There is a significant clinical knowledge gap on how to balance the risk of bleeding in people with cancer that are at risk for developing blood clots or thrombi. People with cardiovascular disease (CVD) are at greater risk for developing thrombi. The objective of my research is to study how cancer diagnoses affect care for patients under treatment for CVD with antithrombotics. Antithrombotics are drugs that reduce the formation of thrombi in the cardiovascular system. A comparison of antithrombotic therapy outcomes for CVD patients with and without Cancer will be conducted to determine if those with Cancer are at greater risk for bleeding and are treated appropriately to minimize this risk. The goal of this work is to identify cancer-specific risk factors for bleeding in this patient population. These factors will allow clinicians to better assess risks versus benefits when developing a treatment plan for patients with Cancer and CVD.

Pilot Project Leaders: 

Dr. Nicholas Klug is an Assistant Professor, Research Scholar Track, in the Department of Pharmacology and is a Pipeline Investigator in our Center. His current research centers on the role capillary pericytes and endothelial cells play in sensing and signaling within their respective tissues, such as the central nervous system or meninges to determine how ion channels and associated signaling pathways regulate cerebral blood flow, vascular inflammation, and overall tissue homeostasis. 

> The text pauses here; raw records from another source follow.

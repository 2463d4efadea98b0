/*
 * Copyright 2025 Vijaykumar Singh
 *
 * Licensed under the Apache License, Version 2.0 (the "License");
 * you may not use this file except in compliance with the License.
 * You may obtain a copy of the License at
 *
 *     http://www.apache.org/licenses/LICENSE-2.0
 *
 * Unless required by applicable law or agreed to in writing, software
 * distributed under the License is distributed on an "AS IS" BASIS,
 * WITHOUT WARRANTIES OR CONDITIONS OF ANY KIND, either express or implied.
 * See the License for the specific language governing permissions and
 * limitations under the License.
 */

//! Synthetic clips shared by integration tests and benches

#![allow(dead_code)]

use nalgebra::{Isometry3, Translation3, UnitQuaternion, Vector3};
use std::f32::consts::TAU;

use motiondb::builder::{Annotation, SampledClip, SkeletonSampler, WorkerPool};
use motiondb::core::config::{BuildConfig, SearchConfig};
use motiondb::core::registry::{Idle, Locomotion, TypeRegistry};
use motiondb::features::{Joint, MetricDefinition, Rig, Transform};
use motiondb::{Binary, Builder, NeverCancel};

pub const SAMPLE_RATE: f32 = 30.0;

/// Root, hips and two feet; matches the default locomotion metric.
pub fn rig() -> Rig {
    let joint = |name: &str, parent: Option<usize>| Joint {
        name: name.to_string(),
        parent,
    };
    Rig::new(vec![
        joint("Root", None),
        joint("Hips", Some(0)),
        joint("LeftFoot", Some(1)),
        joint("RightFoot", Some(1)),
    ])
    .unwrap()
}

fn pose(root: Transform, phase: f32, stride: f32) -> Vec<Transform> {
    let swing = stride * phase.sin();
    vec![
        root,
        Isometry3::translation(0.0, 0.9, 0.0),
        Isometry3::translation(0.15, -0.85, swing),
        Isometry3::translation(-0.15, -0.85, -swing),
    ]
}

/// Straight walk along +Z with a 0.7 Hz step cycle.
pub fn straight_walk(name: &str, num_frames: usize, speed: f32) -> SampledClip {
    let frames = (0..num_frames)
        .map(|frame| {
            let t = frame as f32 / SAMPLE_RATE;
            pose(Isometry3::translation(0.0, 0.0, speed * t), TAU * 0.7 * t, 0.3)
        })
        .collect();
    SampledClip::new(name, frames)
}

/// Walk turning left around a circle of `radius`.
pub fn circle_walk(name: &str, num_frames: usize, radius: f32, angular_speed: f32) -> SampledClip {
    let frames = (0..num_frames)
        .map(|frame| {
            let t = frame as f32 / SAMPLE_RATE;
            let yaw = angular_speed * t;
            let root = Isometry3::from_parts(
                Translation3::new(radius * (1.0 - yaw.cos()), 0.0, radius * yaw.sin()),
                UnitQuaternion::from_axis_angle(&Vector3::y_axis(), yaw),
            );
            pose(root, TAU * 0.9 * t, 0.25)
        })
        .collect();
    SampledClip::new(name, frames)
}

/// Standing still with a slight sway; loops onto itself.
pub fn idle(name: &str, num_frames: usize) -> SampledClip {
    let frames = (0..num_frames)
        .map(|frame| {
            let t = frame as f32 / SAMPLE_RATE;
            pose(Isometry3::translation(0.0, 0.0, 0.0), TAU * 0.25 * t, 0.02)
        })
        .collect();
    SampledClip::new(name, frames).with_next(name)
}

pub struct Library {
    pub clips: Vec<SampledClip>,
    pub annotations: Vec<Annotation>,
}

impl Library {
    pub fn samplers(&self) -> Vec<&dyn SkeletonSampler> {
        self.clips.iter().map(|c| c as &dyn SkeletonSampler).collect()
    }
}

/// `walk` and `circle` tagged Locomotion, `idle` tagged Idle.
pub fn library(registry: &TypeRegistry) -> Library {
    let clips = vec![
        straight_walk("walk", 90, 1.5),
        circle_walk("circle", 120, 2.0, 0.8),
        idle("idle", 60),
    ];
    let locomotion = registry.encode(&Locomotion {}).unwrap();
    let idle = registry.encode(&Idle {}).unwrap();
    let annotations = vec![
        Annotation::tag("walk", locomotion.clone(), 0, 90),
        Annotation::tag("circle", locomotion, 0, 120),
        Annotation::tag("idle", idle, 0, 60),
    ];
    Library { clips, annotations }
}

pub fn build_config() -> BuildConfig {
    let mut metric = MetricDefinition::default_locomotion();
    metric.ksub = 32;
    BuildConfig {
        sample_rate: SAMPLE_RATE,
        kmeans_iterations: 10,
        fragment_chunk_size: 32,
        worker_threads: 2,
        metrics: vec![metric],
        ..BuildConfig::default()
    }
}

pub fn search_config() -> SearchConfig {
    SearchConfig {
        max_approximate_candidates: 64,
        ..SearchConfig::default()
    }
}

pub fn build_binary() -> Binary {
    let registry = TypeRegistry::with_builtins();
    let pool = WorkerPool::new(2).unwrap();
    let library = library(&registry);
    let builder = Builder::new(build_config(), &registry, &pool).unwrap();
    builder
        .build(rig(), &library.samplers(), &library.annotations, &NeverCancel)
        .unwrap()
}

Dr. Adam Sprouse-Blum is an Assistant Professor of Neurological Sciences, attending physician, a PhD candidate in Clinical & Translational Science and Pipeline Investigator in our Center. His current research centers on understanding migraine pathophysiology through both human and animal studies with the goal of translating these findings into clinical use.

Project Description

Migraine is a neurovascular disorder and the second leading cause of global disability. Unfortunately, the pathophysiology of migraine is incompletely understood, which has hampered our ability to effectively treat it. One of the largest unanswered questions that remains is, where does the head pain of migraine come from? Current theories suggest the head pain of migraine results from changes that occur in the dura mater. The dura is a protective layer that surrounds the brain and spinal cord. It contains a dense network of tiny blood vessels, called capillaries. This dense capillary network provides an enormous surface area in which head pain in migraine may be detected or transmitted, possibly through actions of pericytes – small cells that line capillaries and regulate their diameter and permeability. In this study, we will begin to examine the role dural capillaries may play in migraine pathophysiology utilizing modern imaging and electrophysiology techniques to measure capillary changes before and after application of CGRP or PACAP, molecules that have been implicated in migraine pathophysiology and that are targets for several novel migraine-specific medications.